Easy. Now, what if we would have our original file like this?:

140931123225tomas.plesek
#12aacc bluish
#e50f2c redish
#6ff660 greenish

Our report will still work, but you will get the same results as last time, with the difference that the color would be the last record line (‘greenish’), since it’s the last in the file. So how do we get around that? We use pybankreader.reports.CompoundRecord:

class ColorReport(reports.Report)
    header = HexNameRecord()
    data = CompoundRecord(ColorRecord)

Now, with this, you can now access your data like this:

report = ColorReport(fl)
print report.header.user_name

for color in report.data:
    print color.color_name

... which produces this outout:

>>> "tomas.plesek"
>>> "bluish"
>>> "redish"
>>> "greenish"

In this manner, you can also take care of situations, where you have multiple types of records, that are repeating:

140931123225tomas.plesek
#12aacc bluish
140931123225tomas.plesek
#e50f2c redish
#6ff660 greenish

In this case, the report would look like this:

class ColorReport(reports.Report)
    data = CompoundRecord(ColorRecord, HexNameRecord)

Now the library is able to pass everything as a sequence.

Validation Errors

Of course, you will hit a situation where either the data does not conform to your defined report, or you made a mistake when you constructed either the report or individual records.

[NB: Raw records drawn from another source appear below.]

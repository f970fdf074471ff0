use anyhow::Result;
use futures::StreamExt;
use speech_control::testing::{
    scripted_platform, CountingNotifier, ScriptStep, ScriptedRecognition,
};
use speech_control::{latest_transcript, ListenConfig, SpeechControl};
use std::time::Duration;
use tokio::time::{sleep, timeout};
use tracing::info;

#[tokio::main]
async fn main() -> Result<()> {
    tracing_subscriber::fmt::init();

    info!("🎙️  Voice command demo with a scripted recognition backend");

    // 1. Script a recognition session: three utterances, then silence
    let recognition = ScriptedRecognition::with_scripts(vec![vec![
        ScriptStep::say("please stop the music"),
        ScriptStep::wait_ms(400),
        ScriptStep::say("go to the next track"),
        ScriptStep::wait_ms(400),
        ScriptStep::say("unrelated chatter"),
        ScriptStep::wait_ms(60_000),
    ]]);
    let notifier = CountingNotifier::new();

    // 2. Build the controller
    let config = ListenConfig {
        debounce_ms: 100,
        ..ListenConfig::default()
    };
    let control = SpeechControl::new(scripted_platform(recognition.clone(), notifier), config);

    // 3. Subscribe to two command terms; both share one listening session
    let mut stop_commands = control.on("stop");
    let mut go_commands = control.on("go");

    // 4. Wait for one match per term
    if let Some(Ok(event)) = timeout(Duration::from_secs(5), stop_commands.next()).await? {
        info!(
            "🛑 'stop' heard in: {:?}",
            latest_transcript(&event).unwrap_or_default()
        );
    }
    if let Some(Ok(event)) = timeout(Duration::from_secs(5), go_commands.next()).await? {
        info!(
            "➡️  'go' heard in: {:?}",
            latest_transcript(&event).unwrap_or_default()
        );
    }
    info!(
        "✅ One physical session served both subscribers (sessions started: {})",
        recognition.sessions_started()
    );

    // 5. Dropping the last subscriber stops the shared session
    drop(stop_commands);
    drop(go_commands);
    sleep(Duration::from_millis(200)).await;
    info!(
        "✅ Session stopped after the last unsubscribe (sessions stopped: {})",
        recognition.sessions_stopped()
    );

    Ok(())
}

In such a case, instance of pybankreader.exceptions.ValidationError will be thrown. To make the debugging easier, the validation does have a nice __str__ method, that will print a wider context for you to debug, like so:

ValidationError: header @ <0,3>: Value 'T26' does not match the regex pattern '079' for data: T263310  HEADER 0001.0000BBCSOB
[0] >>> AccountRecord/header @ <0,3>: Value 'T26' does not match the regex pattern '074'
[1] >>> ItemRecord/header @ <0,3>: Value 'T26' does not match the regex pattern '075'
[2] >>> ItemInfoRecord/header @ <0,3>: Value 'T26' does not match the regex pattern '076'
[3] >>> ItemRemittance1Record/header @ <0,3>: Value 'T26' does not match the regex pattern '078'
[4] >>> ItemRemittance2Record/header @ <0,3>: Value 'T26' does not match the regex pattern '079'

This should give you enough information to hunt down the problem. The first line is the last ValidationError that occured. The format is to be interpreted as such:

field_name @ <start_position,end_position>: 'Exception_message' for data: line_of_data_tried_to_be_loaded_into_a_record

You may stumble upon situations, as in our example, when there is a followup printout of successive validation errors. This is to get you to the underlying problem, because the system tries all record types in a report sequentially, until it gives up. So, if the problem is in the first record, the system will still complain about the last one, since that’s where it finally decided it cannot parse the source.

This stack is reset once every succesfull parsing of a record.

Note

The error message will be the last in the numbered stack trace, so in the example case, it’s number 4.

Advancement Hinting

There are rather unfortunate situations, when the library gets confused as to whether it’s on another record type. Imagine the situation, where you would have two records like this:

from pybankreader.records import Record
from pybankreader import fields

class CharRecord(Record):
    name = fields.CharField(length=10, required=True)


class FooterRecord(Record)
    footer = fields.RegexField(length=10, required=True, regex="AAAAZZAAAA")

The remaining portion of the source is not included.